Should CKD Be a Coronary Heart Disease Risk Equivalent?

Article Outline

• Acknowledgment
• References
• Copyright

A fundamental principle of the National Cholesterol Education Adult Treatment Panel III (ATP III) guidelines is that therapeutic targets for low-density lipoprotein (LDL) cholesterol should be lower in patients with increased risk of coronary heart disease (CHD) events.¹ For patients in the highest risk category (CHD or CHD equivalent, termed “high risk” in a recent update to ATP III), LDL level reduction to less than 100 mg/dL (<2.59 mmol/L) is recommended.² The term “CHD equivalent” refers to people with a 10-year risk of coronary death or nonfatal myocardial infarction at least as high as those who have known CHD (including those with stable angina or prior myocardial infarction), which generally exceeds 20%.¹ Examples of CHD risk equivalents specifically mentioned in ATP III include type 2 diabetes mellitus and noncoronary atherosclerosis, such as peripheral vascular disease.

Expert groups associated with the National Kidney Foundation and American Heart Association recently suggested that patients with chronic kidney disease (CKD) be included in the highest risk category for future CHD events³ based on a large body of evidence linking CKD to adverse cardiovascular outcomes.⁴ A timely article by Hyre et al⁵ in this month’s issue of American Journal of Kidney Diseases addresses the potential impact of this change on the number of Americans with stage 3 CKD (estimated glomerular filtration rate [GFR], 30 to 59 mL/min/1.73 m² [0.50 to 0.98 mL/s/1.73 m²]) for whom statin therapy would be recommended.

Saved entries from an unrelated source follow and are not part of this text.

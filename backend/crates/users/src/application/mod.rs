//! Application Layer
//!
//! Use cases and application services.

pub mod account_token;
pub mod activation;
pub mod config;
pub mod current_user;
pub mod emails;
pub mod forms;
pub mod jwt;
pub mod login;
pub mod password;
pub mod register;
pub mod token_obtain;
pub mod token_refresh;

// Re-exports
pub use activation::{ActivateUseCase, ResendActivationUseCase, UidAndToken};
pub use config::UsersConfig;
pub use current_user::UpdateProfileUseCase;
pub use emails::{AccountEmail, AccountMailer, BUILTIN_TEMPLATES};
pub use jwt::{TokenPair, TokenService};
pub use login::LoginUseCase;
pub use password::{PasswordUseCase, ResetConfirmInput, SetPasswordInput};
pub use register::RegisterUseCase;
pub use token_obtain::{TokenObtainInput, TokenObtainUseCase};
pub use token_refresh::{AccessToken, TokenRefreshUseCase, TokenVerifyUseCase};
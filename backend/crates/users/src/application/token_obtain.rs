//! Token Obtain Use Case
//!
//! Standard email + password login. Issues a token pair for active accounts
//! with matching credentials; everything else is "no active account".

use std::sync::Arc;

use crate::application::config::UsersConfig;
use crate::application::jwt::{TokenPair, TokenService};
use crate::domain::repository::UserRepository;
use crate::domain::value_object::{email::Email, user_password::RawPassword};
use crate::error::{UsersError, UsersResult};

/// Token obtain input
///
/// Both fields are optional so a missing one is a field error.
#[derive(Debug, Default)]
pub struct TokenObtainInput {
    pub email: Option<String>,
    pub password: Option<String>,
}

/// Token obtain use case
pub struct TokenObtainUseCase<R>
where
    R: UserRepository,
{
    user_repo: Arc<R>,
    tokens: Arc<TokenService>,
    config: Arc<UsersConfig>,
}

impl<R> TokenObtainUseCase<R>
where
    R: UserRepository,
{
    pub fn new(user_repo: Arc<R>, tokens: Arc<TokenService>, config: Arc<UsersConfig>) -> Self {
        Self {
            user_repo,
            tokens,
            config,
        }
    }

    pub async fn execute(&self, input: TokenObtainInput) -> UsersResult<TokenPair> {
        let email = input.email.ok_or_else(|| UsersError::required("email"))?;
        let password = input.password.ok_or_else(|| UsersError::required("password"))?;

        // An address that cannot exist cannot match
        let email = Email::new(email).map_err(|_| UsersError::InvalidCredentials)?;

        let mut user = self
            .user_repo
            .find_by_email(&email)
            .await?
            .ok_or(UsersError::InvalidCredentials)?;

        let raw_password = RawPassword::for_verification(password);
        if !user.password.verify(&raw_password, self.config.pepper()) {
            return Err(UsersError::InvalidCredentials);
        }

        // Inactive accounts never receive tokens
        if !user.is_active {
            return Err(UsersError::InvalidCredentials);
        }

        if self.config.update_last_login {
            user.record_login();
            self.user_repo.update(&user).await?;
        }

        let pair = self.tokens.issue_pair(&user.user_id)?;

        tracing::info!(user_id = %user.user_id, "Token pair issued");

        Ok(pair)
    }
}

Although persons with evidence of kidney damage (such as albuminuria for ≥3 months) also are considered to have CKD even when GFR is 60 mL/min/1.73 m² or greater (≥1.00 mL/s/1.73 m²), such individuals were not specifically considered in the report by Hyre et al.⁵

Why does the ATP III use the concept of CHD risk equivalency? As mentioned by the National Cholesterol Education Adult Treatment Panel guidelines and Hyre et al,⁵ basing lipid-level targets on such common and readily ascertained characteristics as the presence or absence of diabetes is easier for clinicians to apply than such more complex risk stratification schemes as the Framingham equation.⁶ Patients considered to have a CHD risk equivalent will have a lower recommended LDL level target and thus be more likely to receive lipid-lowering treatment (usually a statin). This more aggressive treatment will tend to result in lower LDL levels, leading to a greater relative decrease in CHD event rates. The greater baseline risk in these people also should yield a greater absolute risk reduction for any given relative reduction in risk of CHD events, improving the cost-effectiveness of treatment. However, do available data justify extending CHD equivalent status to people with CKD? To answer this question, it may be helpful to consider whether the rationale for defining diabetes as a CHD risk equivalent⁷ also applies to those with CKD.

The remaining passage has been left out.